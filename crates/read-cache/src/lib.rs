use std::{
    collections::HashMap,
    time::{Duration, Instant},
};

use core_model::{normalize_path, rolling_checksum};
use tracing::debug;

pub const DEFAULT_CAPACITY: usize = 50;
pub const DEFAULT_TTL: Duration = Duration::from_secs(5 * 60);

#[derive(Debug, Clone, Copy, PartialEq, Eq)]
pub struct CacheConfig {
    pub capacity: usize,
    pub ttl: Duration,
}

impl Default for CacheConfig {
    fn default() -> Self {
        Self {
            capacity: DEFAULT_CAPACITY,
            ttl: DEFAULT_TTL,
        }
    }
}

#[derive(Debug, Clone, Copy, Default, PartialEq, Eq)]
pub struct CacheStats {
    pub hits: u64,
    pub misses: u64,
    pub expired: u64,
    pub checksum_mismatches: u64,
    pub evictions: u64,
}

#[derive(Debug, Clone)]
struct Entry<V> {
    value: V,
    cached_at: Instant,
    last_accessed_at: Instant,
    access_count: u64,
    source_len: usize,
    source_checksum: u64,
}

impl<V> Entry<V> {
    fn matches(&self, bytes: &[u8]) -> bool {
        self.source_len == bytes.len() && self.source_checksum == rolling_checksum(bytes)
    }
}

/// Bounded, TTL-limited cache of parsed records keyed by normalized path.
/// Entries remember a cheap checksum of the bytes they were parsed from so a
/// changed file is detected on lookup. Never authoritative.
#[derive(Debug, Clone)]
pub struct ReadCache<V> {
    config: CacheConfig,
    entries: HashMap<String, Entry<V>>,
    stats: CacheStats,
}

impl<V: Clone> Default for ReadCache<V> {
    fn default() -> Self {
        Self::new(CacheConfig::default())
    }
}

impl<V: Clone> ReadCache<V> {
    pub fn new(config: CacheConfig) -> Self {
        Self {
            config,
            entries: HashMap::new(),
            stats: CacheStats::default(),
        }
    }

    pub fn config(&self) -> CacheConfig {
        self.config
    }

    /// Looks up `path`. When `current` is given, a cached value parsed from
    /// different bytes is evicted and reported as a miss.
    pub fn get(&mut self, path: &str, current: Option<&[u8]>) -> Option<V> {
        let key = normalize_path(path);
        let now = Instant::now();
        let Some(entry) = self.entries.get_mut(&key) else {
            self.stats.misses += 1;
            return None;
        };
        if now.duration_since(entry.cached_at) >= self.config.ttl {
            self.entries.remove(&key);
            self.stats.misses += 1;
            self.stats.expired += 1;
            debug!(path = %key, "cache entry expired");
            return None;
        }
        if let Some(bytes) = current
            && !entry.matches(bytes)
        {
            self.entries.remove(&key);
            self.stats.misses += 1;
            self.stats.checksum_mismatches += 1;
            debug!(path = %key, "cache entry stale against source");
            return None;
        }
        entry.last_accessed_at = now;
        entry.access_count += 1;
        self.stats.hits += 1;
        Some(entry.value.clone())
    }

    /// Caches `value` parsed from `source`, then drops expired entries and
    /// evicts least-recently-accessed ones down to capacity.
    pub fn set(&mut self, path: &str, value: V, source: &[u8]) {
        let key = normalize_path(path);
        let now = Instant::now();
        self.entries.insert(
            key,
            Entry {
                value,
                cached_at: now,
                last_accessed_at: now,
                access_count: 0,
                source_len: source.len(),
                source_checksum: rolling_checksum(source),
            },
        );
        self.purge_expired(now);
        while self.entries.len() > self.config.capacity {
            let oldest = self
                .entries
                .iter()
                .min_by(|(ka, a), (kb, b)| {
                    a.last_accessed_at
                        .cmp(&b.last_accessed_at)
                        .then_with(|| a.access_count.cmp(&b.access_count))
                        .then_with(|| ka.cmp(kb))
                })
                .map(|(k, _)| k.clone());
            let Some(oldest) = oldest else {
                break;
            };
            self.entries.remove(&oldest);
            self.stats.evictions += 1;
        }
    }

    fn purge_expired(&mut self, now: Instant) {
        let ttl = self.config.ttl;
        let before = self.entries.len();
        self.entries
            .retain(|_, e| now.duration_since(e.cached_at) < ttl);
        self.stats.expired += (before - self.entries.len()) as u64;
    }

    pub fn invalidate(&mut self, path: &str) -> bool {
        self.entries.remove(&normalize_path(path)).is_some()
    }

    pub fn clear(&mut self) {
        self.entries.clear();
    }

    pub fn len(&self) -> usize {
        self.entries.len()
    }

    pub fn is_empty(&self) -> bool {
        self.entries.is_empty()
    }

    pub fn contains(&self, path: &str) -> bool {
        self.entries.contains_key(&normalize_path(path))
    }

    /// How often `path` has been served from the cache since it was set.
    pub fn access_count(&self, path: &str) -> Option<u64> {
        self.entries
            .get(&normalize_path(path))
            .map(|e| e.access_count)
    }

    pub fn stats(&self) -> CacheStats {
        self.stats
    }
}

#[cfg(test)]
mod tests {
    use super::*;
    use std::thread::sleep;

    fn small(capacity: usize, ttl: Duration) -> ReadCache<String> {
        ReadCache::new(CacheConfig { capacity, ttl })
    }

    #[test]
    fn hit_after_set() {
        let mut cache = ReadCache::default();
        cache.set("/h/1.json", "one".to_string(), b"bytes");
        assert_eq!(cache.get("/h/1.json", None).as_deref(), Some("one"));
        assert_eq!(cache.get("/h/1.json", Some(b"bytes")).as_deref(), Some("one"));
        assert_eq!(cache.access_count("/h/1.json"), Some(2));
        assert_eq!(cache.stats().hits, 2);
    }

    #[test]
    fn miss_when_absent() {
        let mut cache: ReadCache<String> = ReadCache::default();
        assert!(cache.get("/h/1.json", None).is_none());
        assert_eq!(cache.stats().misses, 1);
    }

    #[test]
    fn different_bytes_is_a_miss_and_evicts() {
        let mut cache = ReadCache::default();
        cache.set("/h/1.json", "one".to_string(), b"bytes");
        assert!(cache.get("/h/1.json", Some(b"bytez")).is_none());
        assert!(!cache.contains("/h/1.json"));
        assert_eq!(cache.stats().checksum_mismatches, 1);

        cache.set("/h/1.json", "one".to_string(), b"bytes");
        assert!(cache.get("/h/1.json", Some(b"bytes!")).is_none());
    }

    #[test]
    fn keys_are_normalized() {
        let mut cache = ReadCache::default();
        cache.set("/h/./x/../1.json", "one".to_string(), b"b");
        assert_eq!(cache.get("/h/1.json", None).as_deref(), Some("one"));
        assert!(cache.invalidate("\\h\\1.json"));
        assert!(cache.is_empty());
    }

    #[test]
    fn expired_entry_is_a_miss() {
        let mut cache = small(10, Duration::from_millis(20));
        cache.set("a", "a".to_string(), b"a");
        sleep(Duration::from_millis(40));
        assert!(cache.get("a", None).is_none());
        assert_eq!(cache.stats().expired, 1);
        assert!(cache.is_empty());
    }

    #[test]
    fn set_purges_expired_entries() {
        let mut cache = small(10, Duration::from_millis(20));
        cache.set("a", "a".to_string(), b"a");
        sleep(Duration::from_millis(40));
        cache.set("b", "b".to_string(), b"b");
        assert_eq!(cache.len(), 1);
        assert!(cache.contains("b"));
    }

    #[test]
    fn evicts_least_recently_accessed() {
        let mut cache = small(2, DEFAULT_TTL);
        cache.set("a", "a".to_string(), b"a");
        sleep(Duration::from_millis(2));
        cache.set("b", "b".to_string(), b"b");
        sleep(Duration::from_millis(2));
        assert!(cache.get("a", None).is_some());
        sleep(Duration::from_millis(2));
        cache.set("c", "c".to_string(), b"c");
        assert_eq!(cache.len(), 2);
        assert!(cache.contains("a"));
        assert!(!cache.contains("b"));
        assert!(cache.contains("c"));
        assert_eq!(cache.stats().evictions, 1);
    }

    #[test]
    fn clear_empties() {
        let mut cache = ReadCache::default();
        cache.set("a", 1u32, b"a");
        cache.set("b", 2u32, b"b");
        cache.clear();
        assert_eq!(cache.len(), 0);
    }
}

********************

▶ _WORK REQUEST_
So that nothing is lost, return the listing exactly and completely.

▶ _RESPONSE TO THIS TASK_
filename crates/read-cache/src/lib.rs
use std::{
    collections::HashMap,
    time::{Duration, Instant},
};

use core_model::{normalize_path, rolling_checksum};
use tracing::debug;

pub const DEFAULT_CAPACITY: usize = 50;
pub const DEFAULT_TTL: Duration = Duration::from_secs(5 * 60);

#[derive(Debug, Clone, Copy, PartialEq, Eq)]
pub struct CacheConfig {
    pub capacity: usize,
    pub ttl: Duration,
}

impl Default for CacheConfig {
    fn default() -> Self {
        Self {
            capacity: DEFAULT_CAPACITY,
            ttl: DEFAULT_TTL,
        }
    }
}

#[derive(Debug, Clone, Copy, Default, PartialEq, Eq)]
pub struct CacheStats {
    pub hits: u64,
    pub misses: u64,
    pub expired: u64,
    pub checksum_mismatches: u64,
    pub evictions: u64,
}

#[derive(Debug, Clone)]
struct Entry<V> {
    value: V,
    cached_at: Instant,
    last_accessed_at: Instant,
    access_count: u64,
    source_len: usize,
    source_checksum: u64,
}

impl<V> Entry<V> {
    fn matches(&self, bytes: &[u8]) -> bool {
        self.source_len == bytes.len() && self.source_checksum == rolling_checksum(bytes)
    }
}

/// Bounded, TTL-limited cache of parsed records keyed by normalized path.
/// Entries remember a cheap checksum of the bytes they were parsed from so a
/// changed file is detected on lookup. Never authoritative.
#[derive(Debug, Clone)]
pub struct ReadCache<V> {
    config: CacheConfig,
    entries: HashMap<String, Entry<V>>,
    stats: CacheStats,
}

impl<V: Clone> Default for ReadCache<V> {
    fn default() -> Self {
        Self::new(CacheConfig::default())
    }
}

impl<V: Clone> ReadCache<V> {
    pub fn new(config: CacheConfig) -> Self {
        Self {
            config,
            entries: HashMap::new(),
            stats: CacheStats::default(),
        }
    }

    pub fn config(&self) -> CacheConfig {
        self.config
    }

    /// Looks up `path`. When `current` is given, a cached value parsed from
    /// different bytes is evicted and reported as a miss.
    pub fn get(&mut self, path: &str, current: Option<&[u8]>) -> Option<V> {
        let key = normalize_path(path);
        let now = Instant::now();
        let Some(entry) = self.entries.get_mut(&key) else {
            self.stats.misses += 1;
            return None;
        };
        if now.duration_since(entry.cached_at) >= self.config.ttl {
            self.entries.remove(&key);
            self.stats.misses += 1;
            self.stats.expired += 1;
            debug!(path = %key, "cache entry expired");
            return None;
        }
        if let Some(bytes) = current
            && !entry.matches(bytes)
        {
            self.entries.remove(&key);
            self.stats.misses += 1;
            self.stats.checksum_mismatches += 1;
            debug!(path = %key, "cache entry stale against source");
            return None;
        }
        entry.last_accessed_at = now;
        entry.access_count += 1;
        self.stats.hits += 1;
        Some(entry.value.clone())
    }

    /// Caches `value` parsed from `source`, then drops expired entries and
    /// evicts least-recently-accessed ones down to capacity.
    pub fn set(&mut self, path: &str, value: V, source: &[u8]) {
        let key = normalize_path(path);
        let now = Instant::now();
        self.entries.insert(
            key,
            Entry {
                value,
                cached_at: now,
                last_accessed_at: now,
                access_count: 0,
                source_len: source.len(),
                source_checksum: rolling_checksum(source),
            },
        );
        self.purge_expired(now);
        while self.entries.len() > self.config.capacity {
            let oldest = self
                .entries
                .iter()
                .min_by(|(ka, a), (kb, b)| {
                    a.last_accessed_at
                        .cmp(&b.last_accessed_at)
                        .then_with(|| a.access_count.cmp(&b.access_count))
                        .then_with(|| ka.cmp(kb))
                })
                .map(|(k, _)| k.clone());
            let Some(oldest) = oldest else {
                break;
            };
            self.entries.remove(&oldest);
            self.stats.evictions += 1;
        }
    }

    fn purge_expired(&mut self, now: Instant) {
        let ttl = self.config.ttl;
        let before = self.entries.len();
        self.entries
            .retain(|_, e| now.duration_since(e.cached_at) < ttl);
        self.stats.expired += (before - self.entries.len()) as u64;
    }

    pub fn invalidate(&mut self, path: &str) -> bool {
        self.entries.remove(&normalize_path(path)).is_some()
    }

    pub fn clear(&mut self) {
        self.entries.clear();
    }

    pub fn len(&self) -> usize {
        self.entries.len()
    }

    pub fn is_empty(&self) -> bool {
        self.entries.is_empty()
    }

    pub fn contains(&self, path: &str) -> bool {
        self.entries.contains_key(&normalize_path(path))
    }

    /// How often `path` has been served from the cache since it was set.
    pub fn access_count(&self, path: &str) -> Option<u64> {
        self.entries
            .get(&normalize_path(path))
            .map(|e| e.access_count)
    }

    pub fn stats(&self) -> CacheStats {
        self.stats
    }
}

#[cfg(test)]
mod tests {
    use super::*;
    use std::thread::sleep;

    fn small(capacity: usize, ttl: Duration) -> ReadCache<String> {
        ReadCache::new(CacheConfig { capacity, ttl })
    }

    #[test]
    fn hit_after_set() {
        let mut cache = ReadCache::default();
        cache.set("/h/1.json", "one".to_string(), b"bytes");
        assert_eq!(cache.get("/h/1.json", None).as_deref(), Some("one"));
        assert_eq!(cache.get("/h/1.json", Some(b"bytes")).as_deref(), Some("one"));
        assert_eq!(cache.access_count("/h/1.json"), Some(2));
        assert_eq!(cache.stats().hits, 2);
    }

    #[test]
    fn miss_when_absent() {
        let mut cache: ReadCache<String> = ReadCache::default();
        assert!(cache.get("/h/1.json", None).is_none());
        assert_eq!(cache.stats().misses, 1);
    }

    #[test]
    fn different_bytes_is_a_miss_and_evicts() {
        let mut cache = ReadCache::default();
        cache.set("/h/1.json", "one".to_string(), b"bytes");
        assert!(cache.get("/h/1.json", Some(b"bytez")).is_none());
        assert!(!cache.contains("/h/1.json"));
        assert_eq!(cache.stats().checksum_mismatches, 1);

        cache.set("/h/1.json", "one".to_string(), b"bytes");
        assert!(cache.get("/h/1.json", Some(b"bytes!")).is_none());
    }

    #[test]
    fn keys_are_normalized() {
        let mut cache = ReadCache::default();
        cache.set("/h/./x/../1.json", "one".to_string(), b"b");
        assert_eq!(cache.get("/h/1.json", None).as_deref(), Some("one"));
        assert!(cache.invalidate("\\h\\1.json"));
        assert!(cache.is_empty());
    }

    #[test]
    fn expired_entry_is_a_miss() {
        let mut cache = small(10, Duration::from_millis(20));
        cache.set("a", "a".to_string(), b"a");
        sleep(Duration::from_millis(40));
        assert!(cache.get("a", None).is_none());
        assert_eq!(cache.stats().expired, 1);
        assert!(cache.is_empty());
    }

    #[test]
    fn set_purges_expired_entries() {
        let mut cache = small(10, Duration::from_millis(20));
        cache.set("a", "a".to_string(), b"a");
        sleep(Duration::from_millis(40));
        cache.set("b", "b".to_string(), b"b");
        assert_eq!(cache.len(), 1);
        assert!(cache.contains("b"));
    }

    #[test]
    fn evicts_least_recently_accessed() {
        let mut cache = small(2, DEFAULT_TTL);
        cache.set("a", "a".to_string(), b"a");
        sleep(Duration::from_millis(2));
        cache.set("b", "b".to_string(), b"b");
        sleep(Duration::from_millis(2));
        assert!(cache.get("a", None).is_some());
        sleep(Duration::from_millis(2));
        cache.set("c", "c".to_string(), b"c");
        assert_eq!(cache.len(), 2);
        assert!(cache.contains("a"));
        assert!(!cache.contains("b"));
        assert!(cache.contains("c"));
        assert_eq!(cache.stats().evictions, 1);
    }

    #[test]
    fn clear_empties() {
        let mut cache = ReadCache::default();
        cache.set("a", 1u32, b"a");
        cache.set("b", 2u32, b"b");
        cache.clear();
        assert_eq!(cache.len(), 0);
    }
}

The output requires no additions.